Short-term exposure to air pollution levels that meet India’s prescribed safety standards is causing 33,000 human deaths per year in 10 cities, a new study in the journal Lancet Planetary Health has found.

The cities are Ahmedabad, Bengaluru, Chennai, Delhi, Hyderabad, Kolkata, Mumbai, Pune, Shimla and Varanasi.

A significant number of deaths were observed in cities with relatively low levels of air pollution, such as Mumbai, Bengaluru, Kolkata and Chennai, the study noted.

Conducted between 2008 and 2019, it is the first study in India to assess the link between short-term air pollution exposure and mortality across cities with diverse environments.

The researchers relied on data obtained from death registries in the 10 cities for periods of three to seven years, analysing over 3.6 million deaths between 2008 and 2019. They also used data from air quality monitors, satellites, meteorological instruments and other sources to find out the cities’ exposure to PM2.5 pollutants, in volume and over time.

PM2.5 refers to respirable airborne particulate matter not more than 0.0025 mm in width.
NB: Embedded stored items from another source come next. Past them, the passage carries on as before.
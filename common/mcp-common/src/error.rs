//! MCP error constructors used by tool handlers

use rmcp::ErrorData as McpError;
use serde_json::Value;

/// Internal failure on the server side (serialization, invariants).
pub fn internal_error(message: impl Into<String>) -> McpError {
    McpError::internal_error(message.into(), None)
}

/// The caller sent arguments the tool cannot use. `data` is a
/// machine-readable payload so the caller can locate each offending argument.
///
/// # Example
///
/// ```rust,ignore
/// use mcp_common::invalid_params_with;
///
/// return Err(invalid_params_with(
///     "player2.bpg is missing",
///     serde_json::json!([{ "record": "player2", "field": "bpg" }]),
/// ));
/// ```
pub fn invalid_params_with(message: impl Into<String>, data: Value) -> McpError {
    McpError::invalid_params(message.into(), Some(data))
}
India’s National Ambient Air Quality Standards prescribe a “safe” PM2.5 limit of 60 μg/m3 (micrograms per cubic metre of air) over a 24-hour period. The World Health Organization prescribes 15 μg/m3.

“We found that 7.2% of all deaths across all 10 cities could be linked to PM2.5 exposure surpassing the WHO guideline value of 15 μg/m3,” the study said. “Delhi had the highest proportion at 11.5% [equating to ~12,000 deaths per year], while Shimla had the lowest at 3.7% [59 deaths per year] between 2008-’19.”

For every 10 μg/m3 increase in average PM2.5 exposure over two-days, the daily number of deaths rose 1.42% across the 10 cities.

The researchers also used a modelling technique to isolate a city’s exposure to “local sources” of air pollution – transport, waste burning and diesel generators – and found that when taking only these into account, the daily number of deaths rose 3.45% across the 10 cities.

An increase in short-term exposure to PM2.5 in cities with relatively cleaner air had a more pronounced effect on daily mortality than in more polluted cities.

“This is likely due to the sharp increase in risk at lower levels of exposure which plateaus at higher levels which are unlikely to be experienced in these cities,” the study notes.

“The lowest PM2.5 concentration observed during the entire study period across any of the cities was 17.1 μg/m3,” the study said. This is more than the World Health Organization’s prescribed threshold for human exposure.

Deaths due to short-term PM2.5 exposure by city

City Deaths per year  % of total deaths 
Ahmedabad ~2,500 5.6%
Bengaluru ~2,100 4.8%
Chennai ~2,900 4.9%
Delhi ~12,000 11.5%
Hyderabad ~1,600 5.6%
Kolkata ~4,700  7.3%
Mumbai ~5,100  5.6% 
Pune ~1,400 5.9%
Shimla 59 3.7% 
Varanasi ~830 10.2%
*for the nine-year study period between 2008 and 2019. Source: Ambient air pollution and daily mortality in ten cities of India: a causal modelling study

The study’s authors include researchers from the Sustainable Futures Collaborative, Ashoka University and the Centre for Chronic Disease Control in India, Harvard University and Boston University in the United States, and Karolinska Institutet in Sweden.